What If?
Wednesday, March 17th, 2010My husband was recently diagnosed with melanoma. I lie awake at night in the grip of fear, wondering how we’ll break the news to his parents, or whether my husband will dance with our daughters at their weddings.
My worst fears are compounded by stress about health care. I’m self-employed, and we depend on my husband’s job for insurance. We’re a decade away from Medicare. What if he dies, or grows too sick to work? Or what if he’s fine, but loses his job?
“Until now, I haven’t really had any preexisting conditions,” my husband frets as sleep eludes us. “Now I’ll never be able to get insurance on my own.”
Our bad news came the same week Scott Brown won Ted Kennedy’s Senate seat. As our lives were turned upside down, so did the outlook for health care reform.

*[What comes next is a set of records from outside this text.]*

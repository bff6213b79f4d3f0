use glam::{Mat4, Vec3};

use crate::Plane;

/// A rigid local frame: the local-to-world matrix and its cached inverse.
///
/// The local **Y** axis is the frame's "up"; [`RigidFrame::plane`] is the
/// plane through the origin with that axis as normal.
#[derive(Clone, Copy, Debug, PartialEq)]
pub struct RigidFrame {
    pub local_to_world: Mat4,
    pub world_to_local: Mat4,
}

impl RigidFrame {
    /// Frame coincident with world space.
    pub const IDENTITY: RigidFrame = RigidFrame {
        local_to_world: Mat4::IDENTITY,
        world_to_local: Mat4::IDENTITY,
    };

    /// Builds a frame from its basis axes (in world space) and origin.
    ///
    /// Returns `None` when the basis is singular.
    pub fn from_axes(x: Vec3, y: Vec3, z: Vec3, origin: Vec3) -> Option<Self> {
        Self::from_local_to_world(Mat4::from_cols(
            x.extend(0.0),
            y.extend(0.0),
            z.extend(0.0),
            origin.extend(1.0),
        ))
    }

    /// Wraps an arbitrary local-to-world matrix, deriving the inverse.
    ///
    /// Returns `None` when the matrix is not invertible.
    pub fn from_local_to_world(local_to_world: Mat4) -> Option<Self> {
        let det = local_to_world.determinant();
        if !det.is_finite() || det.abs() <= f32::EPSILON {
            return None;
        }
        Some(Self {
            local_to_world,
            world_to_local: local_to_world.inverse(),
        })
    }

    /// Local Y axis in world space (column 1).
    #[inline]
    pub fn up(&self) -> Vec3 {
        self.local_to_world.y_axis.truncate()
    }

    /// Frame origin in world space (column 3).
    #[inline]
    pub fn origin(&self) -> Vec3 {
        self.local_to_world.w_axis.truncate()
    }

    /// Plane through the origin, normal to the local Y axis.
    pub fn plane(&self) -> Plane {
        Plane::from_normal_point(self.up(), self.origin())
    }

    /// Transforms a world-space point into this frame.
    #[inline]
    pub fn to_local(&self, world: Vec3) -> Vec3 {
        self.world_to_local.transform_point3(world)
    }

    /// Transforms a local point back into world space.
    #[inline]
    pub fn to_world(&self, local: Vec3) -> Vec3 {
        self.local_to_world.transform_point3(local)
    }
}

My husband and I are lucky—we have money in the bank, a home, jobs and insurance – at least for the moment. Luckier still, my husband’s melanoma was caught early, and can be successfully treated through surgery. He will never be able to get insurance on his own if he loses his job, but all the other “what ifs” remain hypothetical. For now. For us.
Others are not so fortunate. Tens of millions of Americans lack access to medical care. They’d never know they had melanoma until it was too late. Even those with coverage are just an illness or a divorce or a job loss away from catastrophe. No one is immune. As my husband and I discovered, fortune can change in an instant. We dodged the bullet this time, but health care should not be a game of Russian roulette.
Cancer scares me, but the hijacking of reform efforts makes me furious. Why do we tolerate a system that forces people to lie awake at night worrying, “What if I get sick or lose my job?”
Instead, what if we put the well-being of all Americans above politics and profit, and insisted that Congress pass meaningful health care reform now? Then maybe we could all rest easier.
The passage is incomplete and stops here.